Stored data entries:
>>
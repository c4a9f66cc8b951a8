use crate::input::{FrameEvent, Key, KeyState};

/// Frame loop state. `Closing` is terminal.
#[derive(Debug, Copy, Clone, Default, Eq, PartialEq)]
pub enum LoopState {
    #[default]
    Running,
    Closing,
}

impl LoopState {
    /// Next state after `event`.
    ///
    /// Quit and an Escape key press close the loop; everything else keeps the
    /// current state.
    pub fn next(self, event: &FrameEvent) -> LoopState {
        match (self, event) {
            (LoopState::Closing, _) => LoopState::Closing,
            (_, FrameEvent::Quit) => LoopState::Closing,
            (
                _,
                FrameEvent::Key {
                    key: Key::Escape,
                    state: KeyState::Pressed,
                    ..
                },
            ) => LoopState::Closing,
            (state, _) => state,
        }
    }

    pub fn is_running(self) -> bool {
        self == LoopState::Running
    }
}
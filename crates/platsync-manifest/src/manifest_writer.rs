//! Manifest serialization
//!
//! The registry is written as pretty-printed JSON with 4-space indentation,
//! non-ASCII characters kept as UTF-8, and a trailing newline. Writes go to
//! a sibling temp file which is then renamed over the target.

use crate::errors::ManifestError;
use crate::types::Manifest;
use serde::Serialize;
use serde_json::ser::{PrettyFormatter, Serializer};
use std::io::Write;
use std::path::Path;
use tracing::{debug, info};

const INDENT: &[u8] = b"    ";

/// Serialize a manifest to its on-disk bytes
pub fn to_json_bytes(manifest: &Manifest) -> Result<Vec<u8>, ManifestError> {
    let mut buf = Vec::with_capacity(4 * 1024);
    let formatter = PrettyFormatter::with_indent(INDENT);
    let mut serializer = Serializer::with_formatter(&mut buf, formatter);
    manifest.serialize(&mut serializer)?;
    buf.push(b'\n');
    Ok(buf)
}

/// Write manifest to `output_path`, replacing it atomically
pub fn write_atomic(manifest: &Manifest, output_path: &Path) -> Result<(), ManifestError> {
    debug!("Writing manifest to: {:?}", output_path);

    if let Some(parent) = output_path.parent() {
        if !parent.as_os_str().is_empty() {
            std::fs::create_dir_all(parent)?;
        }
    }

    let content = to_json_bytes(manifest)?;

    let temp_path = output_path.with_extension("json.tmp");
    {
        let file = std::fs::File::create(&temp_path)?;
        let mut writer = std::io::BufWriter::with_capacity(64 * 1024, file);
        writer.write_all(&content)?;
        writer.flush()?;
    }

    std::fs::rename(&temp_path, output_path)?;

    info!(
        "Manifest written to {:?} ({} platforms)",
        output_path,
        manifest.len()
    );
    Ok(())
}

#[cfg(test)]
mod tests {
    use super::*;
    use crate::types::{Language, ManifestEntry, VersionHistory};
    use serde_json::Number;
    use std::sync::Arc;
    use tempfile::TempDir;

    fn entry(id: &str) -> ManifestEntry {
        let mut versions = VersionHistory::new();
        versions.record(Arc::from("1.0.0"), Number::from(39));
        ManifestEntry {
            id: Arc::from(id),
            name: Arc::from("Beatport"),
            description: Arc::from("Hudební štítky"),
            max_threads: 0,
            requires_auth: false,
            language: Language::Native,
            author: Arc::from("Marekkon5"),
            versions,
            version: Arc::from("1.0.0"),
        }
    }

    #[test]
    fn test_layout_and_key_order() {
        let mut manifest = Manifest::default();
        manifest.entries.push(entry("beatport"));
        manifest.rebuild_indexes();

        let bytes = to_json_bytes(&manifest).unwrap_or_default();
        let text = String::from_utf8(bytes).unwrap_or_default();

        let expected = r#"[
    {
        "id": "beatport",
        "name": "Beatport",
        "description": "Hudební štítky",
        "maxThreads": 0,
        "requiresAuth": false,
        "language": "rust",
        "author": "Marekkon5",
        "versions": {
            "1.0.0": 39
        },
        "version": "1.0.0"
    }
]
"#;
        assert_eq!(text, expected);
    }

    #[test]
    fn test_write_and_read_back() {
        let Ok(temp_dir) = TempDir::new() else {
            return;
        };
        let path = temp_dir.path().join("nested").join("platforms.json");

        let mut manifest = Manifest::default();
        manifest.entries.push(entry("a"));
        manifest.entries.push(entry("b"));
        manifest.rebuild_indexes();

        assert!(write_atomic(&manifest, &path).is_ok());
        assert!(!path.with_extension("json.tmp").exists());

        let loaded = Manifest::load_from_path(&path);
        assert!(loaded.is_ok());
        let loaded = loaded.unwrap_or_default();
        assert_eq!(loaded.len(), 2);
        assert_eq!(loaded.entries, manifest.entries);
        assert!(loaded.get("b").is_some());
    }

    #[test]
    fn test_missing_file_loads_empty() {
        let Ok(temp_dir) = TempDir::new() else {
            return;
        };
        let loaded = Manifest::load_from_path(&temp_dir.path().join("absent.json"));
        assert!(loaded.is_ok_and(|m| m.is_empty()));
    }
}
//! Platform Registry Manifest
//!
//! This crate holds the data side of platform publishing: dotted version
//! ordering, validated platform descriptors (`info.json`), and the
//! `platforms.json` registry with its append-only release history.
//!
//! The registry is a JSON array of entries, one per platform id. An entry's
//! `versions` map is never pruned, and `version` always names its newest key.

pub mod descriptor;
pub mod errors;
pub mod manifest;
pub mod manifest_writer;
pub mod types;
pub mod version;

pub use descriptor::{PlatformDescriptor, DESCRIPTOR_FILE};
pub use errors::{DescriptorError, ManifestError, VersionError};
pub use manifest::Eligibility;
pub use types::{Language, Manifest, ManifestEntry, VersionHistory};
pub use version::{compare_versions, Version};
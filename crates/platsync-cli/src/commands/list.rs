use crate::common::GlobalOpts;
use crate::errors::SyncError;
use colored::Colorize;
use platsync_manifest::{Manifest, ManifestEntry};
use std::path::PathBuf;

pub fn list_platforms(
    opts: &GlobalOpts,
    manifest_path: Option<PathBuf>,
    id: Option<String>,
) -> Result<(), SyncError> {
    let config = opts.load_config()?;
    let path = manifest_path.unwrap_or(config.manifest_path);
    let manifest = Manifest::load_from_path(&path)?;

    if let Some(id) = id {
        let entry = manifest
            .get(&id)
            .ok_or_else(|| SyncError::UnknownPlatform(id.clone()))?;
        show_entry(entry, opts.verbosity_level());
        return Ok(());
    }

    if manifest.is_empty() {
        println!("No platforms published yet ({}).", path.display());
        return Ok(());
    }

    println!("{}", "Platforms:".bold().green());
    for entry in manifest.iter() {
        println!(
            "  {:<20} {:<10} {:<7} {} release(s)",
            entry.id.bold().blue(),
            entry.version,
            entry.language.to_string().dimmed(),
            entry.versions.len()
        );
    }
    Ok(())
}

fn show_entry(entry: &ManifestEntry, verbosity: u8) {
    println!("{} {}", entry.name.bold().blue(), format!("({})", entry.id).dimmed());
    println!("  {}: {}", "version".cyan(), entry.version);
    println!("  {}: {}", "language".cyan(), entry.language);
    println!("  {}: {}", "author".cyan(), entry.author);
    println!("  {}: {}", "requires auth".cyan(), entry.requires_auth);
    println!("  {}: {}", "max threads".cyan(), entry.max_threads);
    if verbosity > 0 {
        println!("  {}: {}", "description".cyan(), entry.description);
    }

    println!("  {}:", "versions".cyan());
    for (version, supported) in entry.versions.iter() {
        let marker = if version == entry.version.as_ref() {
            " (current)".green().to_string()
        } else {
            String::new()
        };
        println!("    {} -> supportedVersion {}{}", version, supported, marker);
    }
}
<<
Task to complete
Taking the entries above, write out exactly each line from the one holding "over the target." to the one holding "let formatter = PrettyFormatter::with_indent(INDENT);", both included, and stop there.

Response area
//! a sibling temp file which is then renamed over the target.

use crate::errors::ManifestError;
use crate::types::Manifest;
use serde::Serialize;
use serde_json::ser::{PrettyFormatter, Serializer};
use std::io::Write;
use std::path::Path;
use tracing::{debug, info};

const INDENT: &[u8] = b"    ";

/// Serialize a manifest to its on-disk bytes
pub fn to_json_bytes(manifest: &Manifest) -> Result<Vec<u8>, ManifestError> {
    let mut buf = Vec::with_capacity(4 * 1024);
    let formatter = PrettyFormatter::with_indent(INDENT);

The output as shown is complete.